鉄の塊と書いて飛行機と読む
飛行機は嫌いだ、この鉄の塊が空を飛んでいる理由もわからないし、一度離陸したら着陸するまで生か死しかないことも、なんてギャンブルをしているんだ、と頭を抱えたくなる。少し下降する度に内臓がせり上がってくる感覚、風が原因らしく、大きく揺れる機体。
ああ、これだから飛行機は嫌なんだ。目をつぶりアウターを握り締める私の肩をたたいた友人は「外、見てみなよ」とだけ、今から楽しくて仕方がないという声だった。

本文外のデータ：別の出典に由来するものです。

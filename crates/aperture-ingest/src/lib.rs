//! Aperture ingestion pipeline
//!
//! [`IngestionCoordinator`] accepts uploads and drives the asset state machine.
//! Processing after an upload runs on the [`WorkQueue`](aperture_worker::WorkQueue)
//! through [`AssetProcessor`]; [`AssetLifecycle`] purges trashed assets and sweeps
//! orphaned objects; [`DuplicateIndex`] answers duplicate queries.

pub mod coordinator;
pub mod duplicates;
pub mod handlers;
pub mod lifecycle;
pub mod processor;
mod spool;

pub use coordinator::{
    AssetDownload, IngestSettings, IngestionCoordinator, InitiateUpload, RecoveryReport,
    UploadTicket,
    MAINTENANCE_QUEUE, MEDIA_QUEUE, ORIGINAL_CACHE_CONTROL, THUMBNAIL_CACHE_CONTROL,
};
pub use duplicates::{DuplicateGroup, DuplicateIndex};
pub use handlers::register_handlers;
pub use lifecycle::{AssetLifecycle, CleanupReport, PurgeOutcome, SweepReport};
pub use processor::{AssetProcessor, ProcessingSummary};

友人の方に顔をやると、もう先程配られたイヤホンをつけ、目の前のタッチパネルで見ることができる映画を物色している。
話をして気を紛らわせるつもりだったのに、薄情なやつめ、心のなかで悪態をつきながら、おそるおそる窓の外にピントをあわせる。少し前まで私たちが居た東京は、黒い布にラメ入りの化粧品をぶちまけたような、光る魚がいるらしい深海とはこういうものなのかもしれない、と思わせるようにひろがっていた。
慣れたら快適でしょう、あはは、なにその顔、本当に嫌なら代替案出せばよかったのに、なんで出さなかったの、きみ、変に頑固だからなあ。
良い映画がなかったのか、映画に飽きたのか、彼女はイヤホンを片方外しながらお行儀よく声をおとして笑う。
最後まであなたの近くにいることができるなら、悪くないかもしれないと思ったから。
なんて、不謹慎で少女趣味丸出しのことを言えるわけがない。代替案を出さなかった理由、あらためてあまり褒められたものではないな、と、なんだか、きまりが悪くなって彼女から目を逸らす。
女は度胸でしょ、とだけ呟き、これ以上の追求はやめてくれというふうにヘッドフォンをつける。不謹慎で少女趣味、そんな思考を手放すために眼下に広がる深海に逃げ出した。